The reward of painstaking preparation
Peter English attributes Australia's success in India to their meticulous planning
Thirty-five years of struggle was not meant to end so easily. Conquering the final frontier was supposed to finish with a duel similar to the one Australia fought in 2001, and Ricky Ponting's sweaty hands raising the Border-Gavaskar Trophy. Instead, the conquest was over in three Tests as India let down the drawbridge before Ponting could try his first sweep.
Moses led his people through the desert wilderness for 40 years before arriving in Canaan. Adam Gilchrist, the stand-in captain, has achieved what Hughes, Border, Taylor and Waugh - four times - could not, by leading Australia to the promised land. The journey began when Bill Lawry departed Madras with a 3-1 victory on December 28, 1969. Of the current Australian side only Shane Warne was alive, but he was a baby months away from his first mouthful of baked beans.
While Moses had his Ten Commandments, Australia's definitive plan didn't come until the heartbreak of 2001, when Steve Waugh turned up to celebrate with his Southern Comfort and instead drank in unfulfilled destiny. Desperate to avoid further heartbreak, the players and the support staff filled laptops with tactical and trivial plans over months and years. No team has ever been better prepared.
There's been an executive summary for everything and everyone. They've had a yoga instructor, detailed instructions for the hotel chefs, and have sipped drinks during games instead of gulping them like their predecessors. In mid-tour everybody went on holiday. These were small moves with big results.
On the field they would be more patient. Under Gilchrist Australia have been willing to go on the defensive in a way Waugh never allowed. Shane Warne, now the world's highest wicket-taker, would be a stock bowler. The pace attack would be the hit-men, bowling straight, sharing their reverse-swing secrets and having more protection on the leg side. Singles would be given to batsmen addicted to boundaries.
Importantly, they've been flexible enough to adapt. Michael Clarke wasn't supposed to bat, but performed better than everyone except Damien Martyn by playing with a joie de vivre not seen since the young Michael Slater. Gilchrist took charge so seamlessly that Ponting, recovering from a broken thumb, was not missed. And after avoiding the sweep in the first innings at Bangalore, the batsmen began to play that shot in an effort to rotate the strike. The outcomes have been spectacular.
India have four of the world's most intimidating batsmen, and two of the most feared spinners. Yet they have been humiliated. Gilchrist continued the torture today by extending the lead well beyond 500. He had declared early at Headingley when filling in for Waugh in 2001, and was 'Butchered'. There was no way he was risking such a prize on anything remotely close to a sporting declaration.
What followed was the Indian top order's softest collapse of the series. Aakash Chopra and Rahul Dravid were bowled in ways that would upset club batsmen, and Jason Gillespie finished with four wickets.
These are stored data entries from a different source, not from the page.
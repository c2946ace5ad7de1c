//! Renders a field without a window and writes a PNG snapshot.
//!
//! Run with: `cargo run --example headless_capture -- out.png`

use plexus::prelude::*;
use plexus::{capture, render};

const WIDTH: u32 = 800;
const HEIGHT: u32 = 600;
const WARMUP_FRAMES: u32 = 240;

fn main() -> Result<(), CaptureError> {
    let path = std::env::args()
        .nth(1)
        .unwrap_or_else(|| "field.png".to_string());

    let mut field = ParticleField::new(FieldConfig::new());
    field.reset(WIDTH as f32, HEIGHT as f32, Theme::Dark);

    // Let the constellation spread out before the snapshot.
    for _ in 0..WARMUP_FRAMES {
        field.tick();
    }

    let mut frame = vec![0u8; (WIDTH * HEIGHT * 4) as usize];
    render::draw_field(&field, &mut frame, WIDTH, HEIGHT);
    capture::save_png(&frame, WIDTH, HEIGHT, &path)?;

    println!("Wrote {} ({}x{})", path, WIDTH, HEIGHT);
    Ok(())
}
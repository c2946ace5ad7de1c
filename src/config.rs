//! Field configuration.
//!
//! All tunables live in [`FieldConfig`], a chainable builder whose defaults
//! are the shipped constants. Construct one, override what you need, and hand
//! it to [`ParticleField::new`](crate::ParticleField::new):
//!
//! ```ignore
//! let config = FieldConfig::new()
//!     .with_particle_count(160)
//!     .with_boundary(Boundary::Wrap);
//! ```

/// Edge policy for drifting particles.
///
/// Exactly one policy is active per field, chosen at configuration time.
#[derive(Debug, Clone, Copy, PartialEq, Eq, Default)]
pub enum Boundary {
    /// Invert the velocity component whose axis left the surface.
    #[default]
    Bounce,
    /// Teleport the out-of-range coordinate to the opposite edge.
    Wrap,
}

/// Configuration for a [`ParticleField`](crate::ParticleField).
///
/// Use method chaining to adjust individual knobs; unset knobs keep their
/// defaults.
#[derive(Debug, Clone)]
pub struct FieldConfig {
    /// Total particle population, anchors included.
    pub particle_count: usize,
    /// Number of non-moving anchor nodes, placed first in the collection.
    pub static_nodes: usize,
    /// Base node radius in pixels before per-particle variation and pulse.
    pub particle_size: f32,
    /// Maximum inter-particle distance at which a connecting line is drawn.
    pub attract_distance: f32,
    /// Maximum pointer-to-particle distance at which attraction applies.
    pub influence_radius: f32,
    /// Strength of the pointer attraction at zero distance.
    pub pointer_force: f32,
    /// Scale for the random initial velocity of drifting particles.
    pub base_speed: f32,
    /// Speed ceiling applied after pointer forces, in pixels per frame.
    pub max_speed: f32,
    /// Full width of the symmetric per-frame velocity jitter.
    pub jitter: f32,
    /// Multiplicative per-frame velocity damping.
    pub damping: f32,
    /// Opacity ramp factor for connection lines; values above 1 saturate.
    pub connection_opacity: f32,
    /// Edge policy for drifting particles.
    pub boundary: Boundary,
}

impl FieldConfig {
    /// Create a configuration with the default constants.
    pub fn new() -> Self {
        Self {
            particle_count: 120,
            static_nodes: 5,
            particle_size: 1.5,
            attract_distance: 170.0,
            influence_radius: 120.0,
            pointer_force: 0.05,
            base_speed: 1.2,
            max_speed: 2.5,
            jitter: 0.05,
            damping: 0.98,
            connection_opacity: 4.0,
            boundary: Boundary::Bounce,
        }
    }

    /// Set the total particle population.
    pub fn with_particle_count(mut self, count: usize) -> Self {
        self.particle_count = count;
        self
    }

    /// Set the number of anchor nodes. Clamped to the population at reset.
    pub fn with_static_nodes(mut self, count: usize) -> Self {
        self.static_nodes = count;
        self
    }

    /// Set the base node radius in pixels.
    pub fn with_particle_size(mut self, size: f32) -> Self {
        self.particle_size = size;
        self
    }

    /// Set the connection cutoff distance in pixels.
    pub fn with_attract_distance(mut self, distance: f32) -> Self {
        self.attract_distance = distance;
        self
    }

    /// Set the pointer influence radius in pixels.
    pub fn with_influence_radius(mut self, radius: f32) -> Self {
        self.influence_radius = radius;
        self
    }

    /// Set the pointer attraction strength.
    pub fn with_pointer_force(mut self, force: f32) -> Self {
        self.pointer_force = force;
        self
    }

    /// Set the initial-velocity scale for drifting particles.
    pub fn with_base_speed(mut self, speed: f32) -> Self {
        self.base_speed = speed;
        self
    }

    /// Set the post-force speed ceiling in pixels per frame.
    pub fn with_max_speed(mut self, speed: f32) -> Self {
        self.max_speed = speed;
        self
    }

    /// Set the per-frame velocity jitter width. Zero disables jitter.
    pub fn with_jitter(mut self, jitter: f32) -> Self {
        self.jitter = jitter;
        self
    }

    /// Set the per-frame velocity damping factor.
    pub fn with_damping(mut self, damping: f32) -> Self {
        self.damping = damping;
        self
    }

    /// Set the connection opacity ramp factor.
    pub fn with_connection_opacity(mut self, factor: f32) -> Self {
        self.connection_opacity = factor;
        self
    }

    /// Set the edge policy.
    pub fn with_boundary(mut self, boundary: Boundary) -> Self {
        self.boundary = boundary;
        self
    }
}

impl Default for FieldConfig {
    fn default() -> Self {
        Self::new()
    }
}

#[cfg(test)]
mod tests {
    use super::*;

    #[test]
    fn test_default_constants() {
        let config = FieldConfig::new();
        assert_eq!(config.particle_count, 120);
        assert_eq!(config.static_nodes, 5);
        assert_eq!(config.attract_distance, 170.0);
        assert_eq!(config.influence_radius, 120.0);
        assert_eq!(config.max_speed, 2.5);
        assert_eq!(config.damping, 0.98);
        assert_eq!(config.boundary, Boundary::Bounce);
    }

    #[test]
    fn test_builder_overrides() {
        let config = FieldConfig::new()
            .with_particle_count(40)
            .with_static_nodes(3)
            .with_boundary(Boundary::Wrap)
            .with_jitter(0.0);

        assert_eq!(config.particle_count, 40);
        assert_eq!(config.static_nodes, 3);
        assert_eq!(config.boundary, Boundary::Wrap);
        assert_eq!(config.jitter, 0.0);
        // Untouched knobs keep their defaults.
        assert_eq!(config.attract_distance, 170.0);
    }
}
//! Windowed host for the particle field.
//!
//! Owns the winit window, the CPU raster surface that fills it, and the
//! field. Translates window events into the plain-data notifications the
//! field expects (resize, pointer move/leave, theme change) and drives the
//! self-rescheduling redraw loop: tick, paint, present, request the next
//! frame. Presentation is vsync-paced by the surface, never self-throttled.
//!
//! Keys: `T` toggles the theme, `Escape` closes the window.

use std::sync::Arc;

use glam::Vec2;
use pixels::{Pixels, SurfaceTexture};
use winit::application::ApplicationHandler;
use winit::dpi::LogicalSize;
use winit::event::{ElementState, KeyEvent, WindowEvent};
use winit::event_loop::{ActiveEventLoop, ControlFlow, EventLoop};
use winit::keyboard::{KeyCode, PhysicalKey};
use winit::window::{Window, WindowId};

use crate::config::FieldConfig;
use crate::error::HostError;
use crate::field::ParticleField;
use crate::render;
use crate::time::Time;
use crate::visuals::Theme;

const WINDOW_TITLE: &str = "plexus";
const DEFAULT_WIDTH: u32 = 1280;
const DEFAULT_HEIGHT: u32 = 720;
/// Frames between FPS readouts in the window title.
const TITLE_REFRESH_FRAMES: u64 = 30;

impl From<winit::window::Theme> for Theme {
    fn from(theme: winit::window::Theme) -> Self {
        match theme {
            winit::window::Theme::Light => Theme::Light,
            winit::window::Theme::Dark => Theme::Dark,
        }
    }
}

/// Open a window and run `config`'s field in it until the window closes.
pub fn run(config: FieldConfig) -> Result<(), HostError> {
    let event_loop = EventLoop::new()?;
    event_loop.set_control_flow(ControlFlow::Poll);

    let mut app = App::new(config);
    event_loop.run_app(&mut app)?;

    match app.failure.take() {
        Some(e) => Err(e),
        None => Ok(()),
    }
}

/// The windowed application: window, surface, field, clock.
pub struct App {
    window: Option<Arc<Window>>,
    surface: Option<Pixels<'static>>,
    frame_size: (u32, u32),
    field: ParticleField,
    time: Time,
    failure: Option<HostError>,
}

impl App {
    /// Create an app that will build its window on resume.
    pub fn new(config: FieldConfig) -> Self {
        Self {
            window: None,
            surface: None,
            frame_size: (0, 0),
            field: ParticleField::new(config),
            time: Time::new(),
            failure: None,
        }
    }

    /// Tear the host down: drop the surface and window and stop the field.
    ///
    /// Idempotent; the redraw loop stops re-arming once the window is gone.
    pub fn shutdown(&mut self) {
        self.surface = None;
        self.window = None;
        self.field.halt();
    }

    fn fail(&mut self, event_loop: &ActiveEventLoop, error: HostError) {
        self.failure = Some(error);
        self.shutdown();
        event_loop.exit();
    }

    fn redraw(&mut self) {
        self.time.update();
        self.field.tick();

        let (Some(window), Some(surface)) = (&self.window, &mut self.surface) else {
            return;
        };

        let (width, height) = self.frame_size;
        render::draw_field(&self.field, surface.frame_mut(), width, height);
        if let Err(e) = surface.render() {
            eprintln!("Present error: {}", e);
        }

        if self.time.frame() % TITLE_REFRESH_FRAMES == 0 {
            window.set_title(&format!("{} - {:.0} fps", WINDOW_TITLE, self.time.fps()));
        }
        window.request_redraw();
    }
}

impl ApplicationHandler for App {
    fn resumed(&mut self, event_loop: &ActiveEventLoop) {
        if self.window.is_some() {
            return;
        }

        let attrs = Window::default_attributes()
            .with_title(WINDOW_TITLE)
            .with_inner_size(LogicalSize::new(DEFAULT_WIDTH, DEFAULT_HEIGHT));

        let window = match event_loop.create_window(attrs) {
            Ok(window) => Arc::new(window),
            Err(e) => return self.fail(event_loop, e.into()),
        };

        let size = window.inner_size();
        let width = size.width.max(1);
        let height = size.height.max(1);
        let surface_texture = SurfaceTexture::new(width, height, window.clone());
        let surface = match Pixels::new(width, height, surface_texture) {
            Ok(surface) => surface,
            Err(e) => return self.fail(event_loop, e.into()),
        };
        self.frame_size = (width, height);

        let theme = window.theme().map(Theme::from).unwrap_or_default();
        self.field.reset(size.width as f32, size.height as f32, theme);

        window.request_redraw();
        self.window = Some(window);
        self.surface = Some(surface);
    }

    fn window_event(&mut self, event_loop: &ActiveEventLoop, _id: WindowId, event: WindowEvent) {
        match event {
            WindowEvent::CloseRequested => {
                self.shutdown();
                event_loop.exit();
            }
            WindowEvent::Resized(size) => {
                if size.width > 0 && size.height > 0 {
                    if let Some(surface) = &mut self.surface {
                        if let Err(e) = surface
                            .resize_surface(size.width, size.height)
                            .and_then(|_| surface.resize_buffer(size.width, size.height))
                        {
                            eprintln!("Resize error: {}", e);
                            return;
                        }
                        self.frame_size = (size.width, size.height);
                    }
                }
                self.field.resize(size.width as f32, size.height as f32);
            }
            WindowEvent::CursorMoved { position, .. } => {
                self.field
                    .pointer_moved(Vec2::new(position.x as f32, position.y as f32));
            }
            WindowEvent::CursorLeft { .. } => {
                self.field.pointer_left();
            }
            WindowEvent::ThemeChanged(theme) => {
                self.field.set_theme(theme.into());
            }
            WindowEvent::KeyboardInput {
                event:
                    KeyEvent {
                        physical_key: PhysicalKey::Code(code),
                        state: ElementState::Pressed,
                        repeat: false,
                        ..
                    },
                ..
            } => match code {
                KeyCode::KeyT => {
                    let next = self.field.theme().toggled();
                    self.field.set_theme(next);
                }
                KeyCode::Escape => {
                    self.shutdown();
                    event_loop.exit();
                }
                _ => {}
            },
            WindowEvent::RedrawRequested => {
                self.redraw();
            }
            _ => {}
        }
    }
}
Sachin Tendulkar became Glenn McGrath's 450th victim with a timid shot from a great man, and the game was up. The fielders' smiles widened and they waited for the winning moment. John Buchanan held his camcorder, Ponting chewed his fingers like Mark Taylor, and the final pair's boundaries were laughed off.
But this was serious. When Martyn caught Zaheer Khan in the deep off Warne the team exploded. Gilchrist, flapping like a swan chased by a fox, was overwhelmed, but managed to call the moment "the most fulfilling of my cricketing life". Allan Border, now a selector, was in the stands to cheer, and greetings were quickly sent back to Steve Waugh.
This was the Australian equivalent of England winning the rugby World Cup, and the trophy they had won only at home in 1999 will be returned next week in Mumbai. This result means that the team, the extended family reborn under Border, built into world champions by Taylor, and turned into record-breakers by Waugh, can enjoy the view as cricket's greatest travellers. It has taken them 35 years, but they have finally won in India.
Peter English is the Australasian editor of Wisden Cricinfo.